You are viewing a plain text version of this content. The canonical link for it is here.
Posted to user@flink.apache.org by "Vararu, Vadim" <va...@adswizz.com> on 2022/09/29 13:36:13 UTC

Global window in batch mode

Hi all,

I need to configure a keyed global window that would trigger a reduce function for all the events in each key group before the processing finishes and the job closes.


I have something similar for the realtime(streaming) version of the job, configured with a processing time gap:

.keyBy (new MyKeySelector ())
.window (ProcessingTimeSessionWindows.withGap (timeWindowInSeconds))
.reduce (new MyReduceFunction ())

However for the batch version of the job (reprocessing of the data), I would not use any time gap but rather a global window that would close and reduce just before the job ends.

Is that possible? I’ve seen that the global window does not have any trigger implemented by default. How can I implement/use a trigger that would trigger before job finishes?
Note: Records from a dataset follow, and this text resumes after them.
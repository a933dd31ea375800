use std::fmt::{self, Debug, Formatter};
use std::iter::FusedIterator;
use std::ptr::NonNull;

use tracing::trace;

use crate::error::{QueueError, Result};
use crate::list::{self, List, Node};

mod algorithms;

/// A queue of owned strings on a sentinel-based cyclic list.
///
/// Every string inserted into the queue is copied into a freshly allocated
/// element, which the queue owns for as long as the element is linked into
/// its ring. Removing an element hands it over to the caller as an
/// [`Element`].
///
/// The size is not cached: [`Queue::size`] counts the elements.
///
/// # Examples
///
/// ```
/// use cyclic_queue::Queue;
///
/// let mut queue = Queue::new().unwrap();
/// queue.insert_tail("b").unwrap();
/// queue.insert_head("a").unwrap();
/// queue.insert_tail("c").unwrap();
/// assert_eq!(queue.size(), 3);
///
/// let mut buf = [0_u8; 8];
/// let element = queue.remove_head(&mut buf).unwrap();
/// assert_eq!(element.value(), "a");
/// assert_eq!(&buf[..2], b"a\0");
/// element.release();
///
/// assert_eq!(queue.iter().collect::<Vec<_>>(), ["b", "c"]);
/// ```
pub struct Queue {
    list: List<String>,
}

/// An element removed from a [`Queue`].
///
/// The element owns its string. It is released either explicitly with
/// [`Element::release`] or when it is dropped; both happen exactly once.
pub struct Element {
    node: Box<Node<String>>,
}

impl Queue {
    /// Create an empty queue.
    ///
    /// # Errors
    ///
    /// Returns [`QueueError::SentinelAlloc`] if the sentinel node cannot be
    /// allocated.
    pub fn new() -> Result<Self> {
        let list = List::try_new().ok_or(QueueError::SentinelAlloc)?;
        trace!("created an empty queue");
        Ok(Self { list })
    }

    /// Create a queue holding copies of `values`, in order.
    ///
    /// # Examples
    ///
    /// ```
    /// use cyclic_queue::Queue;
    ///
    /// let queue = Queue::from_values(["x", "y", "z"]).unwrap();
    /// assert_eq!(queue.size(), 3);
    /// assert_eq!(queue.front(), Some("x"));
    /// assert_eq!(queue.back(), Some("z"));
    /// ```
    pub fn from_values<I, S>(values: I) -> Result<Self>
    where
        I: IntoIterator<Item = S>,
        S: AsRef<str>,
    {
        let mut queue = Self::new()?;
        for value in values {
            queue.insert_tail(value.as_ref())?;
        }
        Ok(queue)
    }

    /// Release every element, front first, and then the sentinel.
    ///
    /// Dropping the queue does the same.
    pub fn destroy(mut self) {
        trace!(size = self.size(), "destroying queue");
        self.list.clear();
    }

    /// Insert a copy of `s` at the head of the queue.
    ///
    /// # Complexity
    ///
    /// This operation should compute in *O*(1) time, excluding the *O*(*len*)
    /// copy of `s`.
    ///
    /// # Errors
    ///
    /// Returns an out-of-memory error if either the element or its string
    /// buffer cannot be allocated. The queue is left untouched in that case.
    pub fn insert_head(&mut self, s: &str) -> Result<()> {
        let node = new_element(s)?;
        let ghost = self.list.ghost_node();
        // SAFETY: the ghost belongs to the list and `node` is freshly detached.
        unsafe { self.list.link_after(ghost, node) };
        #[cfg(feature = "ring-check")]
        self.list.check_ring();
        Ok(())
    }

    /// Insert a copy of `s` at the tail of the queue.
    ///
    /// See [`Queue::insert_head`] for the failure modes.
    pub fn insert_tail(&mut self, s: &str) -> Result<()> {
        let node = new_element(s)?;
        let ghost = self.list.ghost_node();
        // SAFETY: the ghost belongs to the list and `node` is freshly detached.
        unsafe { self.list.link_before(ghost, node) };
        #[cfg(feature = "ring-check")]
        self.list.check_ring();
        Ok(())
    }

    /// Remove the head element, copy its string into `buf` and hand the
    /// element over to the caller. Returns `None` if the queue is empty.
    ///
    /// `buf` is zero-filled first, then receives at most `buf.len() - 1`
    /// bytes of the string; longer strings are silently truncated. The
    /// element itself keeps the full string.
    ///
    /// # Examples
    ///
    /// ```
    /// use cyclic_queue::Queue;
    ///
    /// let mut queue = Queue::from_values(["truncated"]).unwrap();
    /// let mut buf = [0xff_u8; 6];
    /// let element = queue.remove_head(&mut buf).unwrap();
    /// assert_eq!(&buf, b"trunc\0");
    /// assert_eq!(element.value(), "truncated");
    /// assert!(queue.remove_head(&mut buf).is_none());
    /// ```
    pub fn remove_head(&mut self, buf: &mut [u8]) -> Option<Element> {
        let element = self.pop_head()?;
        element.copy_into(buf);
        Some(element)
    }

    /// Remove the tail element; see [`Queue::remove_head`].
    pub fn remove_tail(&mut self, buf: &mut [u8]) -> Option<Element> {
        let element = self.pop_tail()?;
        element.copy_into(buf);
        Some(element)
    }

    /// Remove the head element without copying its string anywhere.
    pub fn pop_head(&mut self) -> Option<Element> {
        let node = self.list.unlink_front()?;
        #[cfg(feature = "ring-check")]
        self.list.check_ring();
        Some(Element { node })
    }

    /// Remove the tail element without copying its string anywhere.
    pub fn pop_tail(&mut self) -> Option<Element> {
        let node = self.list.unlink_back()?;
        #[cfg(feature = "ring-check")]
        self.list.check_ring();
        Some(Element { node })
    }

    /// Returns the number of elements by walking the whole queue.
    ///
    /// # Complexity
    ///
    /// This operation should compute in *O*(*n*) time.
    pub fn size(&self) -> usize {
        self.list.len()
    }

    /// Returns `true` if the queue holds no element.
    ///
    /// # Complexity
    ///
    /// This operation should compute in *O*(1) time.
    #[inline]
    pub fn is_empty(&self) -> bool {
        self.list.is_empty()
    }

    /// Provides the head string, or `None` if the queue is empty.
    pub fn front(&self) -> Option<&str> {
        self.iter().next()
    }

    /// Provides the tail string, or `None` if the queue is empty.
    pub fn back(&self) -> Option<&str> {
        self.iter().next_back()
    }

    /// Provides a double-ended iterator over the strings, head to tail.
    pub fn iter(&self) -> Iter<'_> {
        Iter {
            inner: self.list.iter(),
        }
    }

    /// Returns `true` if every string is less than or equal to its successor
    /// in byte-lexicographic order.
    pub fn is_sorted(&self) -> bool {
        self.iter().zip(self.iter().skip(1)).all(|(a, b)| a <= b)
    }
}

/// Allocate the element record, then its string buffer, and copy `s` into
/// the buffer. The record is given back if the buffer cannot be allocated.
fn new_element(s: &str) -> Result<NonNull<Node<String>>> {
    let node = Node::try_alloc().ok_or(QueueError::ElementAlloc)?;
    let mut value = String::new();
    if let Err(source) = value.try_reserve_exact(s.len()) {
        // SAFETY: `node` was allocated above and never initialized.
        unsafe { Node::dealloc(node) };
        return Err(QueueError::BufferAlloc {
            len: s.len(),
            source,
        });
    }
    value.push_str(s);
    // SAFETY: `node` is uninitialized storage from `Node::try_alloc`.
    Ok(unsafe { Node::init(node, value) })
}

impl Debug for Queue {
    fn fmt(&self, f: &mut Formatter<'_>) -> fmt::Result {
        f.debug_list().entries(self.iter()).finish()
    }
}

/// Queues are equal if they hold the same strings in the same order.
impl PartialEq for Queue {
    fn eq(&self, other: &Self) -> bool {
        self.iter().eq(other.iter())
    }
}

impl Eq for Queue {}

impl Element {
    /// The string owned by the element.
    pub fn value(&self) -> &str {
        &self.node.element
    }

    /// Release the element record and keep its string.
    pub fn into_value(self) -> String {
        self.node.into_element()
    }

    /// Release the string and then the element record.
    pub fn release(self) {
        drop(self.node);
    }

    fn copy_into(&self, buf: &mut [u8]) {
        buf.fill(0);
        let bytes = self.value().as_bytes();
        let len = bytes.len().min(buf.len().saturating_sub(1));
        buf[..len].copy_from_slice(&bytes[..len]);
    }
}

impl Debug for Element {
    fn fmt(&self, f: &mut Formatter<'_>) -> fmt::Result {
        f.debug_tuple("Element").field(&self.value()).finish()
    }
}

// A detached element is exclusively owned; its dangling links are never read.
unsafe impl Send for Element {}

unsafe impl Sync for Element {}

/// An iterator over the strings of a [`Queue`], created by [`Queue::iter`].
#[derive(Clone)]
pub struct Iter<'a> {
    inner: list::Iter<'a, String>,
}

impl<'a> Iterator for Iter<'a> {
    type Item = &'a str;

    fn next(&mut self) -> Option<Self::Item> {
        self.inner.next().map(String::as_str)
    }
}

impl<'a> DoubleEndedIterator for Iter<'a> {
    fn next_back(&mut self) -> Option<Self::Item> {
        self.inner.next_back().map(String::as_str)
    }
}

impl FusedIterator for Iter<'_> {}

impl Debug for Iter<'_> {
    fn fmt(&self, f: &mut Formatter<'_>) -> fmt::Result {
        f.debug_tuple("Iter")
            .field(&self.clone().collect::<Vec<_>>())
            .finish()
    }
}

impl<'a> IntoIterator for &'a Queue {
    type Item = &'a str;
    type IntoIter = Iter<'a>;

    fn into_iter(self) -> Self::IntoIter {
        self.iter()
    }
}
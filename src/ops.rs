//! The handle-level operation set, for drivers that may pass an absent queue
//! or an absent output buffer.
//!
//! Every operation here is a thin adapter over [`Queue`]: an absent handle is
//! a no-op that reports failure (`false`, `None` or `0`), an empty queue is a
//! no-op that reports success, and allocation failures are logged and turned
//! into `false`/`None`. Nothing here panics.
//!
//! # Examples
//!
//! ```
//! use cyclic_queue::ops;
//!
//! let mut queue = ops::create();
//! assert!(ops::insert_tail(queue.as_mut(), "b"));
//! assert!(ops::insert_tail(queue.as_mut(), "a"));
//! ops::sort(queue.as_mut());
//!
//! let mut buf = [0_u8; 4];
//! let element = ops::remove_head(queue.as_mut(), Some(&mut buf[..])).unwrap();
//! assert_eq!(&buf, b"a\0\0\0");
//! ops::release_element(element);
//!
//! assert_eq!(ops::size(queue.as_ref()), 1);
//! ops::destroy(queue);
//!
//! // absent handles are harmless
//! assert!(!ops::insert_head(None, "x"));
//! assert_eq!(ops::size(None), 0);
//! ```

use tracing::warn;

use crate::queue::{Element, Queue};

/// Create an empty queue, or return `None` if it cannot be allocated.
pub fn create() -> Option<Queue> {
    match Queue::new() {
        Ok(queue) => Some(queue),
        Err(err) => {
            warn!(%err, "cannot create a queue");
            None
        }
    }
}

/// Release every element of the queue and then the queue itself.
pub fn destroy(queue: Option<Queue>) {
    if let Some(queue) = queue {
        queue.destroy();
    }
}

/// Insert a copy of `s` at the head. Returns `false` if the queue is absent
/// or the copy cannot be allocated, in which case the queue is unchanged.
pub fn insert_head(queue: Option<&mut Queue>, s: &str) -> bool {
    let queue = match queue {
        Some(queue) => queue,
        None => return false,
    };
    match queue.insert_head(s) {
        Ok(()) => true,
        Err(err) => {
            warn!(%err, "cannot insert at the head");
            false
        }
    }
}

/// Insert a copy of `s` at the tail; see [`insert_head`].
pub fn insert_tail(queue: Option<&mut Queue>, s: &str) -> bool {
    let queue = match queue {
        Some(queue) => queue,
        None => return false,
    };
    match queue.insert_tail(s) {
        Ok(()) => true,
        Err(err) => {
            warn!(%err, "cannot insert at the tail");
            false
        }
    }
}

/// Remove the head element and copy its string into `buf`, see
/// [`Queue::remove_head`]. Returns `None`, removing nothing, if the queue or
/// the buffer is absent, or if the queue is empty.
pub fn remove_head(queue: Option<&mut Queue>, buf: Option<&mut [u8]>) -> Option<Element> {
    let (queue, buf) = (queue?, buf?);
    queue.remove_head(buf)
}

/// Remove the tail element; see [`remove_head`].
pub fn remove_tail(queue: Option<&mut Queue>, buf: Option<&mut [u8]>) -> Option<Element> {
    let (queue, buf) = (queue?, buf?);
    queue.remove_tail(buf)
}

/// Release an element removed from a queue.
pub fn release_element(element: Element) {
    element.release();
}

/// Returns the number of elements, or `0` for an absent queue.
pub fn size(queue: Option<&Queue>) -> usize {
    queue.map_or(0, Queue::size)
}

/// Delete the middle element, see [`Queue::delete_middle`].
///
/// Returns `false` only for an absent queue: an empty queue reports success
/// although nothing was deleted.
pub fn delete_middle(queue: Option<&mut Queue>) -> bool {
    match queue {
        Some(queue) => {
            queue.delete_middle();
            true
        }
        None => false,
    }
}

/// Delete every string that occurs more than once in a sorted queue, see
/// [`Queue::delete_duplicates`]. Returns `false` only for an absent queue.
pub fn delete_duplicates(queue: Option<&mut Queue>) -> bool {
    match queue {
        Some(queue) => {
            queue.delete_duplicates();
            true
        }
        None => false,
    }
}

/// Swap the strings of every two adjacent elements; see [`Queue::swap_pairs`].
pub fn swap_pairs(queue: Option<&mut Queue>) {
    if let Some(queue) = queue {
        queue.swap_pairs();
    }
}

/// Reverse the order of the strings; see [`Queue::reverse`].
pub fn reverse(queue: Option<&mut Queue>) {
    if let Some(queue) = queue {
        queue.reverse();
    }
}

/// Sort the strings in ascending order; see [`Queue::sort`].
pub fn sort(queue: Option<&mut Queue>) {
    if let Some(queue) = queue {
        queue.sort();
    }
}
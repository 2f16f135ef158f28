use deunicode::deunicode;
use once_cell::sync::Lazy;
use rayon::prelude::*;
use regex::Regex;
use std::collections::HashSet;
use tracing::info;
use unicode_normalization::char::is_combining_mark;
use unicode_normalization::UnicodeNormalization;

use crate::metrics::{PipelineMetrics, Stage};
use crate::models::Review;

// Loaded once, read-only for the rest of the process.
static STOPWORDS: Lazy<HashSet<String>> = Lazy::new(|| {
    stop_words::get(stop_words::LANGUAGE::English)
        .into_iter()
        .collect()
});

static EMOJI_RE: Lazy<Regex> = Lazy::new(|| {
    Regex::new(r"[\p{Emoji_Presentation}\p{Extended_Pictographic}]").expect("emoji pattern")
});

/// Tokenize a review into lowercase alphabetic tokens with stopwords and
/// diacritics removed. Deterministic and stateless per review; a review that
/// is all noise legitimately tokenizes to nothing.
pub fn tokenize(text: &str) -> Vec<String> {
    let no_emoji = EMOJI_RE.replace_all(text, " ");

    // NFKD, drop combining marks, then transliterate what is left to ASCII.
    let decomposed: String = no_emoji.nfkd().filter(|c| !is_combining_mark(*c)).collect();
    let ascii = deunicode(&decomposed);

    let spaced: String = ascii
        .to_lowercase()
        .chars()
        .map(|c| if c.is_alphanumeric() { c } else { ' ' })
        .collect();

    spaced
        .split_whitespace()
        .filter(|t| t.chars().all(|c| c.is_ascii_alphabetic()))
        .filter(|t| !STOPWORDS.contains(*t))
        .map(str::to_string)
        .collect()
}

/// Cleaned form of a review: its tokens re-joined with single spaces.
pub fn clean_text(text: &str) -> String {
    tokenize(text).join(" ")
}

/// Fill `cleaned` and `tokens` on every review. Each review is independent,
/// so this runs in parallel.
pub fn clean_reviews(reviews: &mut [Review], metrics: &mut PipelineMetrics) {
    reviews.par_iter_mut().for_each(|r| {
        r.tokens = tokenize(&r.text);
        r.cleaned = r.tokens.join(" ");
    });

    let empty = reviews.iter().filter(|r| r.cleaned.is_empty()).count();
    metrics.incr(Stage::Clean, "cleaned", reviews.len() as u64);
    metrics.incr(Stage::Clean, "emptied", empty as u64);
    info!("Cleaning - reviews={}, emptied={}", reviews.len(), empty);
}

#[cfg(test)]
mod tests {
    use super::*;

    #[test]
    fn strips_emoji_and_punctuation() {
        assert_eq!(clean_text("Love it! 😍🔥"), "love");
    }

    #[test]
    fn strips_diacritics() {
        assert_eq!(clean_text("résumé café"), "resume cafe");
    }

    #[test]
    fn removes_stopwords_and_numbers() {
        let tokens = tokenize("the app is slow 100 times");
        assert!(!tokens.contains(&"the".to_string()));
        assert!(!tokens.contains(&"is".to_string()));
        assert!(!tokens.iter().any(|t| t.chars().any(|c| c.is_ascii_digit())));
        assert!(tokens.contains(&"slow".to_string()));
    }

    #[test]
    fn cleaning_is_idempotent() {
        let once = clean_text("Transfers FAIL constantly... 😡 très mauvais!!");
        let twice = clean_text(&once);
        assert_eq!(once, twice);
    }

    #[test]
    fn pure_noise_cleans_to_empty() {
        assert_eq!(clean_text("!!! ... 🤷"), "");
        assert_eq!(tokenize("the a an of"), Vec::<String>::new());
    }
}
Re: Global window in batch mode

Posted by Yunfeng Zhou <fl...@gmail.com>.
Hi Vararu,

Flink ML has a custom implementation of WindowAssigner, called
EndOfStreamWindows, that might help solve your problem. Please have a check
to see if this meets your requirements.
https://github.com/apache/flink-ml/blob/master/flink-ml-core/src/main/java/org/apache/flink/ml/common/datastream/EndOfStreamWindows.java

The usage would be like:
.keyBy(new MyKeySelector())
.window(EndOfStreamWindows.get())
.reduce(new MyReduceFunction())

Best,
Yunfeng Zhou


On Thu, Sep 29, 2022 at 9:36 PM Vararu, Vadim <va...@adswizz.com>
wrote:

> Hi all,
>
>
>
> I need to configure a keyed global window that would trigger a reduce
> function for all the events in each key group before the processing
> finishes and the job closes.
>
>
>
>
>
> I have something similar for the realtime(streaming) version of the job,
> configured with a processing time gap:
>
>
>
> .keyBy (new MyKeySelector ())
> .window (ProcessingTimeSessionWindows.*withGap *(timeWindowInSeconds))
> .reduce (new MyReduceFunction ())
>
>
>
> However for the batch version of the job (reprocessing of the data), I
> would not use any time gap but rather a global window that would close and
> reduce just before the job ends.
>
>
>
> Is that possible? I’ve seen that the global window does not have any
> trigger implemented by default. How can I implement/use a trigger that
> would trigger before job finishes?
>